Bishop Comensoli: We thank our guests and our panel for what they have shared with us. Our thanks goes too to all of the workshop presenters and booth holders. Thanks to the many volunteers present here at the conference and to the other volunteers who worked in preparation for it. This huge team have been evangelising us through service. Thanks too for the representatives from the dioceses of Ballarat and Maitland Newcastle who have been with us. You have been through much pain, and you are hope and encouragement to us. My personal thanks to Daniel Ang and Natalie from our diocesan Office for Evangelisation. Bishops with ideas are dangerous and you made those ideas reality. I acknowledge the Bishops Commission for Evangelisation and thank them for all being here. We are committed to Proclaim 2018, but whether it takes place on the east coast or on the west coast is still to be decided.

David Patterson expressed thanks to the Australian Catholic Bishops Conference, the sponsors, Chatswood parish, exhibitors, volunteers, musicians and the Concourse staff.

Daniel Ang: It is coming to an end, our wonderful three days together. To the over 500 delegates who came, thank you for your grass roots work. Thanks to Bishop Comensoli for his confidence and trust and for taking Proclaim 2016 on as a continuing gift to the Church. Special thanks to my personal staff Natalie and Jenny. Thanks to our two MC's David and Alison. We now call upon the Holy Spirit to help us to return and to do.

Hymns, prayers and a blessing followed, together with a reading from Luke 5:1-11

Now it happened that Jesus was standing one day by the Lake of Gennesaret, with the crowd pressing round Him listening to the Word of God, when He caught sight of two boats at the water's edge. The fishermen had got out of them and were washing their nets. He got into one of the boats - it was Simon's - and asked him to put out a little from the shore. Then He sat down and taught the crowds from the boat. When He had finished speaking He said to Simon, 'Put out into deep water and pay out your nets for a catch.' Simon replied, 'Master, we worked hard all night long and caught nothing, but if You say so, I will pay out the nets.' And when they had done this they netted such a huge number of fish that their nets began to tear, so they signalled to their companions in the other boat to come and help them; when these came, they filled both boats to sinking point. When Simon Peter saw this he fell at the knees of Jesus saying, 'Leave me, Lord; I am a sinful man.' For he and all his companions were completely awestruck at the catch they had made; so also were James and John, sons of Zebedee, who were Simon's partners. But Jesus said to Simon, 'Do not be afraid; from now on it is people you will be catching.' Then, bringing their boats back to land they left everything and followed Him.

We were sent to serve the needs of the Church and to strengthen our bonds of communion.
……………………………………………………………….
My response

The panel covered some very pertinent questions that I think most of us would have liked to have heard more in depth discussion on.
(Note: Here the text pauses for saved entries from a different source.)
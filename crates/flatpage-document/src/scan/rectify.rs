// SPDX-License-Identifier: PMPL-1.0-or-later
// Copyright (c) 2026 Jonathan D.A. Jewell (hyperpolymath) <jonathan.jewell@open.ac.uk>
//
// Perspective rectification — size the flat page from the measured sides of
// the quadrilateral, solve the projective transform, and resample.

use flatpage_core::error::{FlatpageError, Result};
use flatpage_core::types::{CornerSet, Point, TransformMatrix};
use image::{DynamicImage, GrayImage, Luma, Rgb, RgbImage, Rgba, RgbaImage};
use imageproc::geometric_transformations::{Interpolation, Projection, warp_into};
use tracing::{debug, info, instrument};

/// Output geometry of a rectification, with the measurements it came from.
#[derive(Debug, Clone, Copy, PartialEq)]
pub struct RectifiedSize {
    pub top_width: f64,
    pub bottom_width: f64,
    pub left_height: f64,
    pub right_height: f64,
    /// `min(top_width, bottom_width)`.
    pub measured_width: f64,
    /// `min(left_height, right_height)`.
    pub measured_height: f64,
    /// Output raster width in pixels.
    pub width: u32,
    /// Output raster height in pixels.
    pub height: u32,
}

impl RectifiedSize {
    /// Longer over shorter output side.
    pub fn aspect(&self) -> f64 {
        let (w, h) = (self.width as f64, self.height as f64);
        w.max(h) / w.min(h)
    }
}

/// A flattened page and the transform that produced it.
#[derive(Debug, Clone)]
pub struct Rectified {
    pub image: DynamicImage,
    /// Maps source image coordinates onto rectified coordinates.
    pub transform: TransformMatrix,
    pub size: RectifiedSize,
}

/// Compute the output size for `corners`.
///
/// Width and height are each the smaller of the two opposite side lengths.
/// The shorter of the two is kept (floored to whole pixels) and the other is
/// set to `shorter * aspect_ratio`, so a page measured taller than wide stays
/// portrait and one measured wider than tall stays landscape.
pub fn output_size(corners: &CornerSet, aspect_ratio: f64) -> Result<RectifiedSize> {
    let top_width = corners.top_width();
    let bottom_width = corners.bottom_width();
    let left_height = corners.left_height();
    let right_height = corners.right_height();

    let measured_width = top_width.min(bottom_width);
    let measured_height = left_height.min(right_height);
    if !(measured_width.is_finite() && measured_width > 0.0)
        || !(measured_height.is_finite() && measured_height > 0.0)
    {
        return Err(FlatpageError::Geometry(format!(
            "measured page size must be positive, got {measured_width:.3} x {measured_height:.3}"
        )));
    }
    if !(aspect_ratio.is_finite() && aspect_ratio >= 1.0) {
        return Err(FlatpageError::Geometry(format!(
            "aspect ratio must be >= 1, got {aspect_ratio}"
        )));
    }

    let shorter = measured_width.min(measured_height).floor();
    if shorter < 1.0 {
        return Err(FlatpageError::Geometry(format!(
            "page is smaller than one pixel ({measured_width:.3} x {measured_height:.3})"
        )));
    }
    let longer = (shorter * aspect_ratio).round();

    let (width, height) = if measured_height < measured_width {
        (longer as u32, shorter as u32)
    } else {
        (shorter as u32, longer as u32)
    };

    Ok(RectifiedSize {
        top_width,
        bottom_width,
        left_height,
        right_height,
        measured_width,
        measured_height,
        width,
        height,
    })
}

/// Destination corners in `CornerSet` order: top-left, top-right,
/// bottom-left, bottom-right.
pub fn destination_corners(size: &RectifiedSize) -> [Point; 4] {
    let (w, h) = (size.width as f64, size.height as f64);
    [
        Point::new(0.0, 0.0),
        Point::new(w, 0.0),
        Point::new(0.0, h),
        Point::new(w, h),
    ]
}

/// Warp the quadrilateral bounded by `corners` into an upright rectangle.
///
/// 8-bit gray and RGB images keep their format; everything else is resampled
/// as RGBA8. Output pixels whose source falls outside the image are white.
#[instrument(skip_all, fields(width = image.width(), height = image.height(), aspect_ratio))]
pub fn rectify(image: &DynamicImage, corners: &CornerSet, aspect_ratio: f64) -> Result<Rectified> {
    if image.width() == 0 || image.height() == 0 {
        return Err(FlatpageError::InvalidInput(format!(
            "image has no pixels ({}x{})",
            image.width(),
            image.height()
        )));
    }

    let size = output_size(corners, aspect_ratio)?;
    debug!(
        top = size.top_width,
        bottom = size.bottom_width,
        left = size.left_height,
        right = size.right_height,
        out_w = size.width,
        out_h = size.height,
        "Output size computed"
    );

    let transform = solve_transform(&corners.points(), &destination_corners(&size))?;
    let projection = projection_for(&transform)?;

    let warped = warp_image(image, &projection, size.width, size.height);

    info!(out_w = size.width, out_h = size.height, "Page rectified");
    Ok(Rectified {
        image: warped,
        transform,
        size,
    })
}

/// The transform taking each `src` corner onto the matching `dest` corner.
fn solve_transform(src: &[Point; 4], dest: &[Point; 4]) -> Result<TransformMatrix> {
    TransformMatrix::from_correspondences(src, dest).ok_or_else(|| {
        FlatpageError::Geometry("corner correspondences give a singular transform".into())
    })
}

fn projection_for(transform: &TransformMatrix) -> Result<Projection> {
    Projection::from_matrix(transform.to_row_major_f32()).ok_or_else(|| {
        FlatpageError::Geometry("perspective transform is not invertible".into())
    })
}

fn warp_image(image: &DynamicImage, projection: &Projection, width: u32, height: u32) -> DynamicImage {
    match image {
        DynamicImage::ImageLuma8(gray) => {
            let mut out = GrayImage::new(width, height);
            warp_into(gray, projection, Interpolation::Bilinear, Luma([255u8]), &mut out);
            DynamicImage::ImageLuma8(out)
        }
        DynamicImage::ImageRgb8(rgb) => {
            let mut out = RgbImage::new(width, height);
            warp_into(rgb, projection, Interpolation::Bilinear, Rgb([255u8, 255, 255]), &mut out);
            DynamicImage::ImageRgb8(out)
        }
        other => {
            let rgba = other.to_rgba8();
            let mut out = RgbaImage::new(width, height);
            warp_into(
                &rgba,
                projection,
                Interpolation::Bilinear,
                Rgba([255u8, 255, 255, 255]),
                &mut out,
            );
            DynamicImage::ImageRgba8(out)
        }
    }
}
One of the things that came home to me as I talked with people at the conference was the dichotomy between the experience of the speakers (mostly leaders and curial officials from large well-resourced dioceses and archdioceses) and the situations of the delegates (mostly pastors and parishioners from regional and remote parishes with extremely limited resources).
​
For Proclaim 2018 I would very much like to see speakers from ordinary non-Cathedral parishes in Australia that have been growing at healthy rates. If time was spent this year finding those parishes and learning their stories and sharing them, the protagonists of them would be just as big drawcards to the next Conference as any 'big names'. I'd like less people to go away despondent because they know what needs to be done, and know what is possible in bigger places, but can't see how to apply it in their own context and more people to leave with true hope 'that if Kincumber, Mount Isa and Geraldton can do it, by George, so can we!'.
 
This is the last issue in the Proclaim 2016 series.